Spanish anarchist terrorist (1864–1894)

Santiago Salvador Franch (c. 1864 – 21 November 1894) was a Spanish anarchist terrorist, known for carrying out the Liceu bombing, which killed at least 20 people. Originally from a Traditionalist Catholic background, having grown up in rural Aragon, Salvador was exposed to anarchism after arriving in the Catalan capital of Barcelona.
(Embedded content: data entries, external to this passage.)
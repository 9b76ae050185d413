use std::cell::RefCell;
use std::collections::BTreeMap;
use std::rc::Rc;

use web_sys::{Storage, Window};

pub fn window() -> Result<Window, String> {
    web_sys::window().ok_or_else(|| "No window object".to_string())
}

pub fn local_storage() -> Result<Storage, String> {
    window()?
        .local_storage()
        .map_err(|_| "No localStorage".to_string())?
        .ok_or_else(|| "No localStorage".to_string())
}

/// Synchronous string key/value persistence, shaped after `window.localStorage`.
pub trait KeyValueStore {
    fn get(&self, key: &str) -> Result<Option<String>, String>;
    fn set(&self, key: &str, value: &str) -> Result<(), String>;
    fn remove(&self, key: &str) -> Result<(), String>;
    fn clear(&self) -> Result<(), String>;
}

/// Browser local storage. The handle is resolved on every call.
#[derive(Clone, Copy, Debug, Default)]
pub struct LocalStorage;

impl KeyValueStore for LocalStorage {
    fn get(&self, key: &str) -> Result<Option<String>, String> {
        local_storage()?
            .get_item(key)
            .map_err(|_| format!("Failed to read `{}`", key))
    }

    fn set(&self, key: &str, value: &str) -> Result<(), String> {
        local_storage()?
            .set_item(key, value)
            .map_err(|_| format!("Failed to write `{}`", key))
    }

    fn remove(&self, key: &str) -> Result<(), String> {
        local_storage()?
            .remove_item(key)
            .map_err(|_| format!("Failed to remove `{}`", key))
    }

    fn clear(&self) -> Result<(), String> {
        local_storage()?
            .clear()
            .map_err(|_| "Failed to clear localStorage".to_string())
    }
}

/// In-memory store used on the host and in tests. Clones share the same map,
/// which lets a test "reload" by building a second repository over it.
#[derive(Clone, Debug, Default)]
pub struct MemoryStorage {
    items: Rc<RefCell<BTreeMap<String, String>>>,
}

impl MemoryStorage {
    pub fn new() -> Self {
        Self::default()
    }

    pub fn len(&self) -> usize {
        self.items.borrow().len()
    }

    pub fn is_empty(&self) -> bool {
        self.items.borrow().is_empty()
    }
}

impl KeyValueStore for MemoryStorage {
    fn get(&self, key: &str) -> Result<Option<String>, String> {
        Ok(self.items.borrow().get(key).cloned())
    }

    fn set(&self, key: &str, value: &str) -> Result<(), String> {
        self.items
            .borrow_mut()
            .insert(key.to_string(), value.to_string());
        Ok(())
    }

    fn remove(&self, key: &str) -> Result<(), String> {
        self.items.borrow_mut().remove(key);
        Ok(())
    }

    fn clear(&self) -> Result<(), String> {
        self.items.borrow_mut().clear();
        Ok(())
    }
}

impl<T: KeyValueStore + ?Sized> KeyValueStore for Rc<T> {
    fn get(&self, key: &str) -> Result<Option<String>, String> {
        (**self).get(key)
    }

    fn set(&self, key: &str, value: &str) -> Result<(), String> {
        (**self).set(key, value)
    }

    fn remove(&self, key: &str) -> Result<(), String> {
        (**self).remove(key)
    }

    fn clear(&self) -> Result<(), String> {
        (**self).clear()
    }
}

#[cfg(test)]
mod tests {
    use super::*;

    #[test]
    fn memory_storage_clones_share_items() {
        let store = MemoryStorage::new();
        let other = store.clone();
        store.set("currentUser", "{}").unwrap();
        assert_eq!(other.get("currentUser").unwrap().as_deref(), Some("{}"));

        other.remove("currentUser").unwrap();
        assert!(store.get("currentUser").unwrap().is_none());
    }

    #[test]
    fn memory_storage_clear_drops_everything() {
        let store = MemoryStorage::new();
        store.set("a", "1").unwrap();
        store.set("b", "2").unwrap();
        assert_eq!(store.len(), 2);
        store.clear().unwrap();
        assert!(store.is_empty());
    }
}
There he came under the influence of Paulí Pallàs, who was executed for carrying out a bombing attack in the city. In revenge for the execution, Salvador carried out the bombing of the city's Lyceum Theatre. He managed to get away and enjoy the panic his attack had caused. After two months in hiding, he was arrested in Zaragoza and confessed to sole responsibility for the attack. During his imprisonment, he falsely converted back to Catholicism in order to get preferential treatment. After he was sentenced to execution, he renounced his conversion and proclaimed his loyalty to anarchism. Salvador was garroted in El Raval, where his body was displayed as a warning to other would-be anarchist terrorists.

==Biography==
===Early life and activism===
Santiago Salvador was born in the town of Castelserás in 1864. From an early age, Salvador struggled to fit into Spanish society. He grew up among extreme poverty and violence in rural Aragon, where the ideologies of monarchism and Catholicism dominated his upbringing. After experiencing difficulties with his family, he left home at the age of fourteen. In 1881, at the age of sixteen, he escaped to the Catalan capital of Barcelona, where he found a job as a domestic worker. He settled permanently in the city, later finding work selling contraband wine. In 1891, he married Antònia Colom i Vicens, who gave birth to a daughter in November 1892.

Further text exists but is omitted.